WORK REQUEST » Show all lines of the listing that hold the word "FriendlyPage".

GIVEN RECORDS »
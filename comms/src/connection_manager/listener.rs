//   Copyright 2024 The Tether Project
//   SPDX-License-Identifier: BSD-3-Clause

use std::sync::{
    atomic::{AtomicUsize, Ordering},
    Arc,
};

use log::*;
use tokio::{
    io::AsyncReadExt,
    net::{TcpListener, TcpStream},
    sync::Semaphore,
    task::JoinSet,
    time,
};

use super::{
    dialer::read_identity_announce,
    error::ConnectionManagerError,
    friendly::{looks_like_http, FriendlyPage},
};
use crate::{
    builder::RuntimeConfig,
    connection::{Connection, ConnectionDirection},
    dispatcher::Dispatcher,
    framing::FrameCodec,
    identity::TrustSet,
    message::{IdentityAnnounce, WireFrame, PROTOCOL_VERSION},
    polling::PollRoutes,
    registry::Registry,
    tls::TlsConfig,
};
use tether_shutdown::ShutdownSignal;

const LOG_TARGET: &str = "comms::connection_manager::listener";

/// Shared state every accepted socket needs.
#[derive(Clone)]
pub(crate) struct ListenerContext {
    pub tls: TlsConfig,
    pub trust: Arc<TrustSet>,
    pub registry: Arc<Registry>,
    pub routes: Arc<PollRoutes>,
    pub friendly: Arc<FriendlyPage>,
    pub config: RuntimeConfig,
    pub shutdown_signal: ShutdownSignal,
    /// Total sockets accepted over the listener's lifetime.
    pub accepted: Arc<AtomicUsize>,
}

pub(crate) struct Listener {
    context: ListenerContext,
}

impl Listener {
    pub fn new(context: ListenerContext) -> Self {
        Self { context }
    }

    /// Accept loop. Each accepted socket is processed on its own task; the
    /// semaphore applies backpressure once too many sockets are mid-upgrade.
    pub async fn run(self, listener: TcpListener) {
        let local_addr = listener.local_addr().ok();
        info!(
            target: LOG_TARGET,
            "listening for fleet connections on {:?}", local_addr
        );
        let semaphore = Arc::new(Semaphore::new(self.context.config.max_concurrent_inbound));
        let mut sessions = JoinSet::new();
        let mut signal = self.context.shutdown_signal.clone();

        loop {
            tokio::select! {
                biased;
                _ = &mut signal => break,
                accepted = listener.accept() => match accepted {
                    Ok((socket, peer_addr)) => {
                        self.context.accepted.fetch_add(1, Ordering::Relaxed);
                        let permit = semaphore
                            .clone()
                            .acquire_owned()
                            .await
                            .expect("listener semaphore closed");
                        let context = self.context.clone();
                        sessions.spawn(async move {
                            let _permit = permit;
                            if let Err(err) = handle_socket(context, socket).await {
                                debug!(
                                    target: LOG_TARGET,
                                    "inbound connection from {} ended: {}", peer_addr, err
                                );
                            }
                        });
                    },
                    Err(err) => {
                        warn!(target: LOG_TARGET, "failed to accept a connection: {}", err);
                    },
                },
                Some(_) = sessions.join_next(), if !sessions.is_empty() => {},
            }
        }

        // Let in-flight sessions finish within the grace period, then cut them
        let deadline = time::sleep(self.context.config.shutdown_grace);
        tokio::pin!(deadline);
        loop {
            tokio::select! {
                _ = &mut deadline => {
                    let outstanding = sessions.len();
                    if outstanding > 0 {
                        warn!(
                            target: LOG_TARGET,
                            "aborting {} session(s) still running after the shutdown grace period",
                            outstanding
                        );
                    }
                    sessions.abort_all();
                    break;
                },
                next = sessions.join_next() => {
                    if next.is_none() {
                        break;
                    }
                },
            }
        }
        info!(
            target: LOG_TARGET,
            "listener on {:?} shut down", local_addr
        );
    }
}

/// Process one accepted socket end to end: wire-mode sniff, TLS upgrade,
/// trust check, identity exchange and the final handoff.
async fn handle_socket(context: ListenerContext, socket: TcpStream) -> Result<(), ConnectionManagerError> {
    // Plaintext HTTP gets a fast close so misconfigured clients fail
    // immediately instead of waiting out a TLS handshake that cannot succeed.
    let mut lead = [0u8; 4];
    if let Ok(Ok(peeked)) = time::timeout(context.config.plaintext_peek_deadline, socket.peek(&mut lead)).await {
        if looks_like_http(&lead[..peeked]) {
            debug!(
                target: LOG_TARGET,
                "closing plaintext HTTP connection on the TLS port"
            );
            return Err(ConnectionManagerError::PlaintextHttp);
        }
    }

    let (thumbprint, mut stream) = time::timeout(
        context.config.handshake_deadline,
        context.tls.upgrade_inbound(socket),
    )
    .await
    .map_err(|_| ConnectionManagerError::HandshakeTimedOut(context.config.handshake_deadline))??;

    // The first bytes over TLS decide between HTTP (friendly page) and the
    // framing protocol.
    let mut tls_lead = [0u8; 4];
    time::timeout(context.config.handshake_deadline, stream.read_exact(&mut tls_lead))
        .await
        .map_err(|_| ConnectionManagerError::HandshakeTimedOut(context.config.handshake_deadline))??;

    if looks_like_http(&tls_lead) {
        context.friendly.respond(stream, &tls_lead).await?;
        return Ok(());
    }

    if !context.trust.is_trusted(&thumbprint) {
        warn!(
            target: LOG_TARGET,
            "closing inbound connection: peer '{}' is not trusted", thumbprint
        );
        return Err(ConnectionManagerError::UntrustedPeer(thumbprint));
    }

    let mut framed = FrameCodec::with_preread(stream, &tls_lead);
    let announce = time::timeout(
        context.config.handshake_deadline,
        read_identity_announce(&mut framed),
    )
    .await
    .map_err(|_| ConnectionManagerError::HandshakeTimedOut(context.config.handshake_deadline))??;

    if announce.protocol_version != PROTOCOL_VERSION {
        return Err(ConnectionManagerError::UnsupportedProtocolVersion(
            announce.protocol_version,
        ));
    }

    framed
        .write_frame(&WireFrame::IdentityAnnounce(IdentityAnnounce {
            protocol_version: PROTOCOL_VERSION,
            subscription_id: None,
        }))
        .await?;

    let subscription_id = announce.subscription_id.clone();
    let conn = Connection::new(
        framed,
        ConnectionDirection::Inbound,
        thumbprint,
        subscription_id.clone(),
    );

    match subscription_id {
        Some(subscription_id) => {
            // Polling inversion: the dialed-in socket belongs to the local
            // caller side and services the subscription's queued requests.
            debug!(
                target: LOG_TARGET,
                "peer '{}' dialed in for subscription '{}'", thumbprint, subscription_id
            );
            context.routes.attach_connection(&subscription_id, conn).await;
        },
        None => {
            Dispatcher::new(context.registry.clone(), context.shutdown_signal.clone())
                .serve(conn)
                .await;
        },
    }
    Ok(())
}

TASK OUTPUT »
    friendly::{looks_like_http, FriendlyPage},
    pub friendly: Arc<FriendlyPage>,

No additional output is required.